Purchase an International Driving Permit (IDP) if you are looking to rent a car during your time in Italy, and always carry your original driver’s license with you during your trip. The IDP is valid for one year from date of issue and is valid in 150 countries around the world so it’s great to keep on hand (and for $20 it’s extremely affordable). Most rental agencies won’t ask to see it but if you’re stopped by the police you may be fined if you don’t have it. On the topic of driving, many rentals in Italy are still stick-shift cars so be sure to book ahead if you need an automatic vehicle as they are in high demand, especially in the summer season.
Italy has a number of ferry companies to transport customers from the mainland to Italy’s beautiful islands. Many websites are exclusively in Italian and difficult to decipher so run your search on DirectFerries.co.uk for an idea of companies, times and prices for your journey. You generally don’t need to book far in advance for the ferries but reserving your ride a week in advance during the summer is recommended.
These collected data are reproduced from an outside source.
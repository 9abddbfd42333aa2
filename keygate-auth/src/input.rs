//! Request input validation.
//!
//! Everything here runs before any store access. The shape rules mirror
//! what the public endpoints accept: RFC-style emails, alphanumeric
//! usernames, passwords with enforced character-class variety, and
//! fixed-width hex tokens.

use serde::Deserialize;
use validator::{Validate, ValidateEmail};

use crate::error::AuthError;

/// Password length bounds.
const PASSWORD_MIN: usize = 10;
const PASSWORD_MAX: usize = 128;

/// Username length bound.
const USERNAME_MAX: usize = 50;

/// One-time tokens are 20 random bytes rendered as hex.
const TOKEN_HEX_LEN: usize = 40;

/// Registration payload.
#[derive(Debug, Clone, Deserialize, Validate)]
pub struct RegisterInput {
    /// Login email address.
    #[validate(length(min = 3, max = 254), email)]
    pub email: String,
    /// Display name.
    #[validate(length(min = 1, max = 50))]
    pub username: String,
    /// Plaintext password, validated for strength separately.
    pub password: String,
}

impl RegisterInput {
    /// Run every rule, returning the payload on success.
    ///
    /// # Errors
    ///
    /// Fails with [`AuthError::InputValidation`] naming the offending
    /// field.
    pub fn validated(self) -> Result<Self, AuthError> {
        self.validate()?;
        ensure_username(&self.username)?;
        ensure_password(&self.password)?;
        Ok(self)
    }
}

/// Local login payload.
#[derive(Debug, Clone, Deserialize, Validate)]
pub struct LoginInput {
    /// Login email address.
    #[validate(length(min = 3, max = 254), email)]
    pub email: String,
    /// Plaintext password.
    pub password: String,
}

impl LoginInput {
    /// Run every rule, returning the payload on success.
    ///
    /// # Errors
    ///
    /// Fails with [`AuthError::InputValidation`] naming the offending
    /// field.
    pub fn validated(self) -> Result<Self, AuthError> {
        self.validate()?;
        ensure_password(&self.password)?;
        Ok(self)
    }
}

/// Validate a bare email address.
///
/// # Errors
///
/// Fails with [`AuthError::InputValidation`].
pub fn ensure_email(email: &str) -> Result<(), AuthError> {
    if email.len() < 3 || email.len() > 254 || !email.validate_email() {
        return Err(AuthError::InputValidation("email".to_owned()));
    }
    Ok(())
}

/// Validate a username: non-empty, bounded, alphanumeric.
///
/// # Errors
///
/// Fails with [`AuthError::InputValidation`].
pub fn ensure_username(username: &str) -> Result<(), AuthError> {
    if username.is_empty()
        || username.len() > USERNAME_MAX
        || !username.chars().all(char::is_alphanumeric)
    {
        return Err(AuthError::InputValidation("username".to_owned()));
    }
    Ok(())
}

/// Validate password strength: bounded length plus at least one lowercase
/// letter, one uppercase letter, one digit, and one punctuation character.
///
/// # Errors
///
/// Fails with [`AuthError::InputValidation`].
pub fn ensure_password(password: &str) -> Result<(), AuthError> {
    let length_ok = (PASSWORD_MIN..=PASSWORD_MAX).contains(&password.chars().count());
    let has_lower = password.chars().any(|c| c.is_ascii_lowercase());
    let has_upper = password.chars().any(|c| c.is_ascii_uppercase());
    let has_digit = password.chars().any(|c| c.is_ascii_digit());
    let has_symbol = password.chars().any(|c| c.is_ascii_punctuation());

    if length_ok && has_lower && has_upper && has_digit && has_symbol {
        Ok(())
    } else {
        Err(AuthError::InputValidation("password".to_owned()))
    }
}

/// Validate the shape of a one-time token taken from a link.
///
/// # Errors
///
/// Fails with [`AuthError::InputValidation`].
pub fn ensure_token_shape(token: &str) -> Result<(), AuthError> {
    if token.len() != TOKEN_HEX_LEN || !token.chars().all(|c| c.is_ascii_hexdigit()) {
        return Err(AuthError::InputValidation("token".to_owned()));
    }
    Ok(())
}
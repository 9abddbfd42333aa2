//! The authentication services.
//!
//! Leaves first: [`codec`] and [`password`] know nothing above digests;
//! [`tokens`] and [`session`] sit on the expiring store; [`identity`]
//! composes stores and hashing into the reconciliation rules; [`csrf`]
//! guards request provenance; [`flows`] strings everything together for a
//! routing layer.

pub mod codec;
pub mod csrf;
pub mod flows;
pub mod identity;
pub mod password;
pub mod session;
pub mod tokens;

pub use codec::{CodecError, HashScheme};
pub use csrf::{is_mobile_user_agent, CsrfGuard, RequestContext};
pub use flows::AuthFlows;
pub use identity::{IdentityService, SocialProfile, SocialProvider};
pub use password::PasswordService;
pub use session::SessionManager;
pub use tokens::{TokenIssuer, TokenPurpose};
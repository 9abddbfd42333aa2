//! Outbound notification seam.
//!
//! The flows hand a [`TokenMail`] to a [`Notifier`] and move on;
//! delivery is best-effort and carries no authentication state. The SMTP
//! implementation lives in [`smtp`]; [`RecordingNotifier`] captures mail
//! for tests and local tooling.

pub mod smtp;

use async_trait::async_trait;
use uuid::Uuid;

/// Which link a notification carries.
#[derive(Debug, Clone, Copy, PartialEq, Eq)]
pub enum MailKind {
    /// Email-verification link.
    Verification,
    /// Password-reset link.
    PasswordReset,
}

/// A notification about a one-time token link.
#[derive(Debug, Clone)]
pub struct TokenMail {
    /// Recipient address.
    pub to: String,
    /// Recipient display name, rendered into the link and the body.
    pub username: String,
    /// Subject identity the token was issued for.
    pub subject: Uuid,
    /// The one-time token, in hex.
    pub token: String,
}

/// Delivery failure. The flows log it and surface a generic error; it
/// never carries token material back to a client.
#[derive(Debug, thiserror::Error)]
#[error("notification could not be sent")]
pub struct NotifyError(#[source] pub anyhow::Error);

/// Something that can deliver token links to an address.
#[async_trait]
pub trait Notifier: Send + Sync {
    /// Deliver an email-verification link.
    async fn send_verification(&self, mail: &TokenMail) -> Result<(), NotifyError>;

    /// Deliver a password-reset link.
    async fn send_password_reset(&self, mail: &TokenMail) -> Result<(), NotifyError>;
}

/// Notifier that records instead of sending. For tests and dry runs.
#[derive(Debug, Default)]
pub struct RecordingNotifier {
    sent: parking_lot::Mutex<Vec<(MailKind, TokenMail)>>,
}

impl RecordingNotifier {
    /// Create an empty recorder.
    #[must_use]
    pub fn new() -> Self {
        Self::default()
    }

    /// Everything recorded so far, oldest first.
    #[must_use]
    pub fn sent(&self) -> Vec<(MailKind, TokenMail)> {
        self.sent.lock().clone()
    }

    /// The most recent recorded mail, if any.
    #[must_use]
    pub fn last(&self) -> Option<(MailKind, TokenMail)> {
        self.sent.lock().last().cloned()
    }
}

#[async_trait]
impl Notifier for RecordingNotifier {
    async fn send_verification(&self, mail: &TokenMail) -> Result<(), NotifyError> {
        self.sent.lock().push((MailKind::Verification, mail.clone()));
        Ok(())
    }

    async fn send_password_reset(&self, mail: &TokenMail) -> Result<(), NotifyError> {
        self.sent.lock().push((MailKind::PasswordReset, mail.clone()));
        Ok(())
    }
}

#[cfg(test)]
mod tests {
    use super::*;

    #[tokio::test]
    async fn recorder_keeps_order_and_kind() {
        let recorder = RecordingNotifier::new();
        let mail = TokenMail {
            to: "a@x.com".to_owned(),
            username: "alice".to_owned(),
            subject: Uuid::new_v4(),
            token: "ab".repeat(20),
        };

        recorder.send_verification(&mail).await.unwrap();
        recorder.send_password_reset(&mail).await.unwrap();

        let sent = recorder.sent();
        assert_eq!(sent.len(), 2);
        assert_eq!(sent[0].0, MailKind::Verification);
        assert_eq!(sent[1].0, MailKind::PasswordReset);
        assert_eq!(recorder.last().unwrap().0, MailKind::PasswordReset);
    }
}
Often, there are multiple options and price points to choose from: the aliscafo is a high speed ferry and thus more expensive, while the nave is a large ship and less expensive because it moves slower.
Don’t be shy when you arrive in Italy: often, the best way to get around is to ask for advice from locals who navigate their (often) complicated transit on a daily basis. Knowing some Italian will help in smaller towns but the local tourist office can assist you, as can your hotel or Airbnb host. Websites are often outdated and difficult to understand, and the time of year affects schedules greatly, so someone on the ground is often your best bet to navigate this country.